Testphase in St. Johann für vier neue Ampeln auf Loferer Straße

Rechts im Bild eine der Ampeln in der Loferer Straße in St. Johann für das tirolweite Pilotprojekt des Landes.
© Marktgemeinde St. Johann

Von Michael Mader

St. Johann i. T. – Seit Kurzem gibt es in St. Johann auf der Loferer Straße vier zusätzliche Ampeln: Sie sind der Hauptbestandteil eines Pilotprojekts mit dem Baubezirks­amt Kufstein bzw. der Abteilung Verkehr und Straße des Amtes der Tiroler Landesregierung.

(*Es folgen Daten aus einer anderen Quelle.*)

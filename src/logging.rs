//! Logging prelude module for convenient access to tracing macros.
//!
//! This module provides convenient re-exports of common tracing macros
//! to reduce verbosity and maintain consistency across the codebase.
//!
//! # Usage
//!
//! ```ignore
//! use crate::logging::*;
//!
//! info!("restored result from cache");
//! warn!("remote storage timed out");
//! debug!("direct mode key computed");
//! ```

pub use tracing::{debug, error, info, trace, warn};

/// Initialize the tracing subscriber with environment filter support.
///
/// By default, logs at WARN level and above are displayed. Control the log
/// level with the `RUST_LOG` environment variable:
///
/// ```bash
/// RUST_LOG=debug cc-wrapper ...
/// RUST_LOG=cachr=trace cc-wrapper ...
/// RUST_LOG=cachr::storage=debug,cachr::hasher=trace cc-wrapper ...
/// ```
///
/// Output goes to stderr so that it never mixes with forwarded compiler
/// stdout.
pub fn init_tracing() {
	tracing_subscriber::fmt()
		.with_env_filter(
			tracing_subscriber::EnvFilter::try_from_default_env()
				.unwrap_or_else(|_| tracing_subscriber::EnvFilter::new("warn")),
		)
		.with_writer(std::io::stderr)
		.init();
}
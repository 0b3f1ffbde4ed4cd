//! Unified configuration for CachR
//!
//! The configuration follows a priority chain:
//! 1. Built-in defaults (Config::default())
//! 2. Config file (~/.config/cachr/config.toml or config.json)
//! 3. Environment variables (CACHR_* prefix)

use serde::{Deserialize, Serialize};
use std::path::{Path, PathBuf};

use crate::compress::{CompressionType, DEFAULT_COMPRESSION_LEVEL};
use crate::error::CacheError;
use crate::sloppiness::Sloppiness;
use crate::util;

/// How the compiler binary is folded into the hash
#[derive(Debug, Clone, Copy, PartialEq, Eq, Serialize, Deserialize)]
#[serde(rename_all = "snake_case")]
pub enum CompilerCheck {
	/// Hash the compiler binary's contents (the default)
	Content,
	/// Hash only the compiler's absolute path
	Path,
}

/// Unified configuration for cache operations
#[derive(Debug, Clone, Serialize, Deserialize)]
#[serde(default, rename_all = "camelCase")]
pub struct Config {
	/// Root directory of the local cache (~/.cache/cachr)
	pub cache_dir: PathBuf,

	/// Maximum total cache size in bytes; enforced per shard with slack
	pub max_size: u64,

	/// Maximum number of files in the cache; enforced per shard
	pub max_files: u64,

	/// Use direct mode (manifest lookup without running the preprocessor)
	pub direct_mode: bool,

	/// Compress stored entries with Zstandard
	pub compression: bool,

	/// Zstandard level used when compression is enabled
	pub compression_level: i8,

	/// Inline threshold: result files up to this many bytes are embedded
	/// in the entry, larger ones become raw sidecar files
	pub inline_threshold: u64,

	/// Opt-in exactness relaxations
	pub sloppiness: Sloppiness,

	/// How to fold the compiler binary into the hash
	pub compiler_check: CompilerCheck,

	/// Hash the working directory when relative paths make the build
	/// sensitive to it
	pub hash_dir: bool,

	/// Caller-supplied namespace isolating unrelated caches sharing a
	/// directory
	pub namespace: String,

	/// Bound on entries per manifest
	pub manifest_max_entries: usize,

	/// Seconds after which a lock holder with a silent heartbeat is
	/// presumed dead
	pub lock_staleness_secs: u64,

	/// Seconds a blocking lock acquisition waits before giving up
	pub lock_timeout_secs: u64,

	/// Remote storage backend URLs, tried in order
	pub remote_storage: Vec<String>,

	/// Append each request's outcome counters to this file
	pub stats_log: Option<PathBuf>,

	/// Prefix of /showIncludes lines in the active MSVC locale
	pub msvc_dep_prefix: String,

	/// Restore the umask while writing shared cache files
	pub umask: Option<u32>,
}

impl Default for Config {
	fn default() -> Self {
		Config {
			cache_dir: std::env::var("HOME")
				.ok()
				.map(|home| PathBuf::from(home).join(".cache").join("cachr"))
				.unwrap_or_else(|| PathBuf::from(".cachr")),
			max_size: 5 * 1024 * 1024 * 1024,
			max_files: 1_000_000,
			direct_mode: true,
			compression: true,
			compression_level: DEFAULT_COMPRESSION_LEVEL,
			inline_threshold: 8 * 1024,
			sloppiness: Sloppiness::new(),
			compiler_check: CompilerCheck::Content,
			hash_dir: true,
			namespace: String::new(),
			manifest_max_entries: crate::manifest::DEFAULT_MAX_ENTRIES,
			lock_staleness_secs: 10,
			lock_timeout_secs: 30,
			remote_storage: Vec::new(),
			stats_log: None,
			msvc_dep_prefix: crate::showincludes::DEFAULT_PREFIX.to_string(),
			umask: None,
		}
	}
}

impl Config {
	/// Load configuration through the full priority chain
	pub fn load() -> Result<Self, CacheError> {
		let mut config = Config::default();
		if let Some(path) = Self::config_file_path() {
			if path.exists() {
				config = Self::load_file(&path)?;
			}
		}
		config.apply_env();
		config.validate()?;
		Ok(config)
	}

	fn config_file_path() -> Option<PathBuf> {
		if let Ok(path) = std::env::var("CACHR_CONFIG") {
			return Some(PathBuf::from(path));
		}
		let home = std::env::var("HOME").ok()?;
		let base = PathBuf::from(home).join(".config").join("cachr");
		let toml_path = base.join("config.toml");
		if toml_path.exists() {
			return Some(toml_path);
		}
		let json_path = base.join("config.json");
		if json_path.exists() {
			return Some(json_path);
		}
		None
	}

	/// Parse a config file; the format is chosen by extension
	pub fn load_file(path: &Path) -> Result<Self, CacheError> {
		let contents = std::fs::read_to_string(path)
			.map_err(|e| CacheError::io(format!("reading config {}", path.display()), e))?;
		if path.extension().map(|e| e == "json").unwrap_or(false) {
			serde_json::from_str(&contents).map_err(|e| CacheError::Fatal {
				message: format!("invalid config {}: {}", path.display(), e),
			})
		} else {
			toml::from_str(&contents).map_err(|e| CacheError::Fatal {
				message: format!("invalid config {}: {}", path.display(), e),
			})
		}
	}

	/// Apply CACHR_* environment variable overrides
	pub fn apply_env(&mut self) {
		if let Ok(dir) = std::env::var("CACHR_DIR") {
			self.cache_dir = PathBuf::from(dir);
		}
		if let Some(size) = std::env::var("CACHR_MAXSIZE").ok().and_then(|v| util::parse_size(&v))
		{
			self.max_size = size;
		}
		if let Some(files) =
			std::env::var("CACHR_MAXFILES").ok().and_then(|v| v.parse::<u64>().ok())
		{
			self.max_files = files;
		}
		if let Ok(value) = std::env::var("CACHR_DIRECT") {
			self.direct_mode = parse_bool(&value);
		}
		if let Ok(value) = std::env::var("CACHR_COMPRESS") {
			self.compression = parse_bool(&value);
		}
		if let Some(level) =
			std::env::var("CACHR_COMPRESSLEVEL").ok().and_then(|v| v.parse::<i8>().ok())
		{
			self.compression_level = level;
		}
		if let Some(threshold) =
			std::env::var("CACHR_INLINE_THRESHOLD").ok().and_then(|v| util::parse_size(&v))
		{
			self.inline_threshold = threshold;
		}
		if let Ok(value) = std::env::var("CACHR_SLOPPINESS") {
			if let Ok(sloppiness) = Sloppiness::parse(&value) {
				self.sloppiness = sloppiness;
			}
		}
		if let Ok(value) = std::env::var("CACHR_COMPILERCHECK") {
			self.compiler_check = if value.eq_ignore_ascii_case("path") {
				CompilerCheck::Path
			} else {
				CompilerCheck::Content
			};
		}
		if let Ok(value) = std::env::var("CACHR_HASHDIR") {
			self.hash_dir = parse_bool(&value);
		}
		if let Ok(value) = std::env::var("CACHR_NAMESPACE") {
			self.namespace = value;
		}
		if let Ok(value) = std::env::var("CACHR_REMOTE_STORAGE") {
			self.remote_storage =
				value.split_whitespace().map(|s| s.to_string()).collect();
		}
		if let Ok(value) = std::env::var("CACHR_STATSLOG") {
			self.stats_log = Some(PathBuf::from(value));
		}
		if let Ok(value) = std::env::var("CACHR_MSVC_DEP_PREFIX") {
			self.msvc_dep_prefix = value;
		}
	}

	pub fn validate(&self) -> Result<(), CacheError> {
		if self.cache_dir.as_os_str().is_empty() {
			return Err(CacheError::Fatal { message: "cache directory must be set".to_string() });
		}
		if self.namespace.len() > 255 {
			return Err(CacheError::Fatal {
				message: "namespace must fit in 255 bytes".to_string(),
			});
		}
		if self.manifest_max_entries == 0 {
			return Err(CacheError::Fatal {
				message: "manifestMaxEntries must be at least 1".to_string(),
			});
		}
		Ok(())
	}

	/// The codec stored entries are written with
	pub fn compression_type(&self) -> CompressionType {
		if self.compression {
			CompressionType::Zstd
		} else {
			CompressionType::None
		}
	}
}

fn parse_bool(value: &str) -> bool {
	matches!(value.trim(), "1" | "true" | "yes" | "on")
}

#[cfg(test)]
mod tests {
	use super::*;
	use std::io::Write;

	#[test]
	fn test_defaults() {
		let config = Config::default();
		assert!(config.direct_mode);
		assert!(config.compression);
		assert_eq!(config.compression_type(), CompressionType::Zstd);
		assert_eq!(config.compiler_check, CompilerCheck::Content);
		assert!(config.validate().is_ok());
	}

	#[test]
	fn test_toml_roundtrip() {
		let config = Config::default();
		let text = toml::to_string(&config).unwrap();
		let reread: Config = toml::from_str(&text).unwrap();
		assert_eq!(reread.max_size, config.max_size);
		assert_eq!(reread.sloppiness, config.sloppiness);
	}

	#[test]
	fn test_load_toml_file() {
		let mut file = tempfile::Builder::new().suffix(".toml").tempfile().unwrap();
		writeln!(
			file,
			"cacheDir = \"/var/cache/cachr\"\nmaxSize = 1024\nsloppiness = \"time_macros\"\ncompression = false"
		)
		.unwrap();
		file.flush().unwrap();

		let config = Config::load_file(file.path()).unwrap();
		assert_eq!(config.cache_dir, PathBuf::from("/var/cache/cachr"));
		assert_eq!(config.max_size, 1024);
		assert!(!config.compression);
		assert_eq!(config.compression_type(), CompressionType::None);
		assert!(config.sloppiness.is_enabled(crate::sloppiness::Sloppy::TimeMacros));
		// Unset fields keep their defaults.
		assert!(config.direct_mode);
	}

	#[test]
	fn test_load_json_file() {
		let mut file = tempfile::Builder::new().suffix(".json").tempfile().unwrap();
		writeln!(file, "{{\"maxFiles\": 42, \"namespace\": \"ci\"}}").unwrap();
		file.flush().unwrap();

		let config = Config::load_file(file.path()).unwrap();
		assert_eq!(config.max_files, 42);
		assert_eq!(config.namespace, "ci");
	}

	#[test]
	fn test_invalid_file_is_fatal() {
		let mut file = tempfile::Builder::new().suffix(".toml").tempfile().unwrap();
		writeln!(file, "maxSize = \"not a size").unwrap();
		file.flush().unwrap();
		assert!(matches!(Config::load_file(file.path()), Err(CacheError::Fatal { .. })));
	}

	#[test]
	fn test_parse_bool() {
		assert!(parse_bool("1"));
		assert!(parse_bool("true"));
		assert!(!parse_bool("0"));
		assert!(!parse_bool("false"));
		assert!(!parse_bool("maybe"));
	}
}

// vim: ts=4
pub struct Cache {
	config: Config,
	storage: Storage,
}
//! Parsing of MSVC /showIncludes output
//!
//! /showIncludes output is written to stdout together with other messages.
//! Every line of it is "<prefix> <spaces> <file>" where the prefix is
//! "Note: including file:" in English but can be localized.

/// The prefix cl.exe emits in an English locale
pub const DEFAULT_PREFIX: &str = "Note: including file:";

/// Extract the include paths from `stdout_data`
///
/// Lines are split on both \r and \n; empty fragments are skipped. The
/// prefix is stripped, then leading whitespace, and whatever remains is the
/// path. Non-UTF-8 output yields no includes.
pub fn parse<'a>(stdout_data: &'a [u8], prefix: &str) -> Vec<&'a str> {
	let text = match std::str::from_utf8(stdout_data) {
		Ok(text) => text,
		Err(_) => return Vec::new(),
	};
	let mut result = Vec::new();
	for line in text.split(|c| c == '\r' || c == '\n') {
		if let Some(rest) = line.strip_prefix(prefix) {
			let include = rest.trim_start();
			if !include.is_empty() {
				result.push(include);
			}
		}
	}
	result
}

/// Remove the /showIncludes lines from captured stdout so that only real
/// compiler messages are forwarded to the caller
pub fn strip(stdout_data: &[u8], prefix: &str) -> Vec<u8> {
	let text = match std::str::from_utf8(stdout_data) {
		Ok(text) => text,
		Err(_) => return stdout_data.to_vec(),
	};
	let mut out = Vec::with_capacity(stdout_data.len());
	for line in text.split_inclusive('\n') {
		if !line.starts_with(prefix) {
			out.extend_from_slice(line.as_bytes());
		}
	}
	out
}


// vim: ts=4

Wie berichtet, soll der Verkehr auf der B178 mit insgesamt vier Ampeln angehalten werden. Dadurch gibt es ein kurzes Zeitfenster für das Einbiegen des Querverkehrs. Angebracht wurden die Ampeln zwischen der nördlichen Ausfahrt der Unterführung und dem Knoten mit der B176 Kössener Straße.

Bis zu 16.000 Fahrzeuge täglich passieren das Nadelöhr St. Johann, der Stau ist vorprogrammiert. Deshalb wurde bereits 2018 am Südrand des Ortes ein Ampelsystem installiert. Das ist allerdings laut Untersuchungen im Norden der Marktgemeinde nicht möglich. Aus diesem Grund hat man sich das Pilotprojekt überlegt.

„Dieses Pilotprojekt wird über mehrere Monate laufen. Die über diesen Zeitraum gewonnenen Beobachtungen, Messungen und Erfahrungen der Bevölkerung werden in weiterer Folge ausgewertet und evaluiert, um gemeinsam mit dem Land Tirol die weiteren Schritte festlegen zu können“, hieß es bei der Vorstellung durch die Abteilung Verkehr und Straße des Amtes der Tiroler Landesregierung.

„Die Straßenmeisterei, die Exekutive und teilweise auch Expertenteams werden das genau beobachten“, ergänzt Jürgen Wegscheider vom Baubezirksamt Kufstein. Bei Bedarf werden die Rotphasen neu geregelt. Nach einem halben Jahr soll entschieden werden, ob die Ampeln fix installiert werden. Bringt das Pilotprojekt keine Verbesserung, können die Ampeln zurückgegeben werden.